Dengan penggunaan plastik ini, maka alas tersebut masih bisa digunakan lagi pada acara pengajian selanjutnya. Kalau tidak salah, acara ini rutin digelar sebulan sekali dan berpindah tempat dari satu tempat ke tempat lain.
Para pedagang alas ini rupanya didominasi oleh anak-anak. Entah bagaimana mereka bisa mendapatkan alas itu, saat saya tanya mereka hanya menjawab untuk membantu atah atau ibunya. Alas seharga 5.000 rupiah itu pun uniknya banyak yang laku. Terlebih, bagi para jamaah yang datang terlambat dan hanya bisa menyaksikan gelaran acara dari sebuah monitor besar di bagian belakang.
Nah, sayangnya, pihak penyelenggara tidak terlalu mengorganisasikan masalah parkir ini. Akibatnya, ada sedikit kesalahpahaman yang terjadi di lapangan. Untung saja tidak sampai menimbulkan konflik.
Semua bermula dari beberapa pemuda di sekitar kampung saya yang berniat menggunakan lahan kosong di dekat rumah Pakde saya untuk parkir. Pakde saya pun setuju saja toh demi kebersamaan. Sejak sore hari, tempat pun sudah ditata dan bahkan ada yang sudah membuat semacam karcis.
Sayangnya, ketika petang menjelang dan mulai ada pengunjung yang masuk, saat mereka diminta untuk membayar, ternyata mereka sudah membayar di tempat lain. Tepatnya di pintu masuk area pengajian. Dan oknum yang meminta uang parkir di pintu masuk tersebut tidak berkoordinasi tempat-tempat mana saja yang dijadikan lahan parkir.Â
Pokoknya mereka mendapatkan uang parkir dan pengunjung disuruh memarkir kendaraannya begitu saja. Baru saat menjelang malam ada beberapa orang yang mulai mengarahkan untuk menempati parkir di beberapa titik.

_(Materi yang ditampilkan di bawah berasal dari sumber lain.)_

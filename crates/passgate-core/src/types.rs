//! Core types for passgate.
//!
//! Key records are produced by a [`KeyRing`](crate::traits::KeyRing)
//! implementation and are read-only from the point of view of the prompts.

/// A public or private key as reported by the key ring.
#[derive(Debug, Clone, PartialEq, Eq)]
pub struct KeyInfo {
    /// Full hex fingerprint of the primary key.
    pub fingerprint: String,
    /// Primary user ID (e.g. `Alice <alice@example.com>`).
    pub user_id: String,
    /// Whether the key can be used (not expired, revoked or disabled).
    pub usable: bool,
}

impl KeyInfo {
    /// Create a new usable key record.
    pub fn new(fingerprint: impl Into<String>, user_id: impl Into<String>) -> Self {
        Self {
            fingerprint: fingerprint.into(),
            user_id: user_id.into(),
            usable: true,
        }
    }

    /// Mark the key as unusable.
    pub fn unusable(mut self) -> Self {
        self.usable = false;
        self
    }

    /// The long key ID: the last 16 hex digits of the fingerprint.
    pub fn key_id(&self) -> &str {
        let start = self.fingerprint.len().saturating_sub(16);
        self.fingerprint.get(start..).unwrap_or(&self.fingerprint)
    }

    /// One-line display form used in recipient lists and key pickers.
    ///
    /// # Examples
    ///
    /// ```
    /// use passgate_core::types::KeyInfo;
    ///
    /// let key = KeyInfo::new("4E2C8F1A0B9D7E6F5A4B3C2D1E0F9A8B7C6D5E4F", "Alice <alice@example.com>");
    /// assert_eq!(key.one_line(), "0x1E0F9A8B7C6D5E4F - Alice <alice@example.com>");
    /// ```
    pub fn one_line(&self) -> String {
        format!("0x{} - {}", self.key_id(), self.user_id)
    }
}

impl std::fmt::Display for KeyInfo {
    fn fmt(&self, f: &mut std::fmt::Formatter<'_>) -> std::fmt::Result {
        f.write_str(&self.one_line())
    }
}
use crate::builder::CommandTextBuilder;
use crate::dialect::Dialect;
use crate::error::DataAccessError;
use crate::types::SqlValue;

/// Value assigned to one column of an insert or update.
#[derive(Debug, Clone, PartialEq)]
pub(crate) enum FieldValue {
    /// Rendered through the dialect's literal formatter.
    Literal(SqlValue),
    /// Emitted verbatim (e.g. the dialect's now-expression).
    Expression(String),
}

impl FieldValue {
    pub(crate) fn render(&self, dialect: &dyn Dialect) -> String {
        match self {
            FieldValue::Literal(value) => dialect.format_literal(value),
            FieldValue::Expression(expr) => expr.clone(),
        }
    }
}

/// Mutable structured representation of one INSERT statement.
///
/// Raw SQL handed to [`InsertCommandBuilder::from_sql`] is a pass-through:
/// only SELECT text is decomposed, everything else re-emits verbatim.
#[derive(Debug, Clone, PartialEq)]
pub struct InsertCommandBuilder {
    pub table: String,
    pub(crate) columns: Vec<(String, FieldValue)>,
    raw: Option<String>,
}

impl InsertCommandBuilder {
    #[must_use]
    pub fn new(table: impl Into<String>) -> Self {
        Self {
            table: table.into(),
            columns: Vec::new(),
            raw: None,
        }
    }

    /// Wrap an existing INSERT statement verbatim.
    #[must_use]
    pub fn from_sql(sql: impl Into<String>) -> Self {
        Self {
            table: String::new(),
            columns: Vec::new(),
            raw: Some(sql.into()),
        }
    }

    /// Assign a column value; re-assigning a column replaces it in place.
    #[must_use]
    pub fn set(mut self, field: impl Into<String>, value: SqlValue) -> Self {
        self.put(field.into(), FieldValue::Literal(value));
        self
    }

    /// Assign a column a verbatim SQL expression.
    #[must_use]
    pub fn set_expression(mut self, field: impl Into<String>, expr: impl Into<String>) -> Self {
        self.put(field.into(), FieldValue::Expression(expr.into()));
        self
    }

    fn put(&mut self, field: String, value: FieldValue) {
        if let Some(existing) = self.columns.iter_mut().find(|(f, _)| *f == field) {
            existing.1 = value;
        } else {
            self.columns.push((field, value));
        }
    }
}

impl CommandTextBuilder for InsertCommandBuilder {
    fn build_command_text(&self, dialect: &dyn Dialect) -> Result<String, DataAccessError> {
        if let Some(raw) = &self.raw {
            return Ok(raw.clone());
        }
        if self.table.trim().is_empty() {
            return Err(DataAccessError::parse(
                "insert",
                "insert builder has no target table",
            ));
        }
        if self.columns.is_empty() {
            return Err(DataAccessError::parse(
                "insert",
                "insert builder has no column assignments",
            ));
        }

        let fields: Vec<String> = self
            .columns
            .iter()
            .map(|(f, _)| dialect.quote_identifier(f))
            .collect();
        let values: Vec<String> = self.columns.iter().map(|(_, v)| v.render(dialect)).collect();

        Ok(format!(
            "insert into {}({}) values({})",
            dialect.quote_identifier(&self.table),
            fields.join(", "),
            values.join(", ")
        ))
    }
}

#[cfg(test)]
mod tests {
    use super::*;
    use crate::dialect::{MySqlDialect, SqliteDialect};

    #[test]
    fn emits_quoted_columns_and_literals() {
        let b = InsertCommandBuilder::new("account")
            .set("name", SqlValue::Text("alice".into()))
            .set("active", SqlValue::Bool(true))
            .set_expression("created", MySqlDialect.now_expression());
        let sql = b.build_command_text(&MySqlDialect).unwrap();
        assert_eq!(
            sql,
            "insert into `account`(`name`, `active`, `created`) values('alice', 1, now())"
        );
    }

    #[test]
    fn raw_text_passes_through() {
        let b = InsertCommandBuilder::from_sql("insert into t(a) values(1)");
        assert_eq!(
            b.build_command_text(&SqliteDialect).unwrap(),
            "insert into t(a) values(1)"
        );
    }

    #[test]
    fn reassignment_replaces_in_place() {
        let b = InsertCommandBuilder::new("t")
            .set("a", SqlValue::Int(1))
            .set("b", SqlValue::Int(2))
            .set("a", SqlValue::Int(9));
        let sql = b.build_command_text(&SqliteDialect).unwrap();
        assert_eq!(sql, "insert into \"t\"(\"a\", \"b\") values(9, 2)");
    }
}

Yang jelas, akhirnya Pakde saya tidak menyetujui lahan rumahnya dijadikan tempat parkir dan beliau lebih memilih untuk mempersilakan para pedagang untuk berdagang atau para jamaah yang ingin beristirahat. Yang penting tidak digunakan untuk parkir.
Saya sih maklum dengan kejadian ini karena masalah parkir merupakan masalah sensitif dan berpotensi menimbulkan konflik.